Doctor of Nursing Practice Program

DaVonia Galbraith, DNP

DaVonia Galbraith
  • Committee Chair Name & Credentials:
    Dr. Debra Arnow, DNP, RN, NEA-BC
  • Committee Member Name & Credentials:
    Dr. Mavis Schorn, PhD, CNM, FACNM, FAAN,
    Dr. Ruth Kleinpell, PhD, RN, FAAN


DNP Project Abstract

The Effect of COVID-19 State Executive Orders on APRN Scope of Practice in the State of Tennessee

The impact of the COVID-19 Executive Orders on Advanced Practice Registered Nurse (APRN) in the state of Tennessee. This analysis aimed to describe APRN perceptions of executive orders and how they affected their APRN practice.

Tennessee data was extrapolated from a 20-item nationwide web-based survey for analysis.
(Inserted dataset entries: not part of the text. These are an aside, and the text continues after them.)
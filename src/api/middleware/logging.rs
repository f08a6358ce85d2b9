//! Logging middleware for request/response tracing.
//!
//! This middleware logs incoming requests and outgoing responses with
//! timing information and request correlation via request IDs.

use axum::{extract::Request, middleware::Next, response::Response};
use std::time::Instant;
use tracing::{Level, info, span};

use super::RequestId;

/// Middleware that logs request and response information.
///
/// # Logged Information
/// - Request: HTTP method, path, request ID
/// - Response: status code, duration in milliseconds, request ID
pub async fn logging_middleware(request: Request, next: Next) -> Response {
    let method = request.method().clone();
    let uri = request.uri().clone();
    let request_id = request
        .extensions()
        .get::<RequestId>()
        .map(|r| r.0.clone())
        .unwrap_or_else(|| "unknown".to_string());

    let span = span!(
        Level::INFO,
        "http_request",
        method = %method,
        uri = %uri,
        request_id = %request_id
    );
    let _enter = span.enter();

    info!(
        method = %method,
        path = %uri.path(),
        request_id = %request_id,
        "Request received"
    );

    let start = Instant::now();
    let response = next.run(request).await;
    let duration = start.elapsed();

    info!(
        status = %response.status().as_u16(),
        duration_ms = %duration.as_millis(),
        request_id = %request_id,
        "Response sent"
    );

    response
}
The survey was opened from June 1, 2020 through September 23, 2020. A secondary analysis was conducted of Tennessee state specific data and trends. Inclusion criteria were licensed and practicing APRNs, APRN perception of pandemic effects on APRN practice, APRN knowledge of TN executive orders and its impact on APRN practice and significant change to APRN inpatient vs outpatient practice. Exclusion criteria were survey items related to patient symptoms.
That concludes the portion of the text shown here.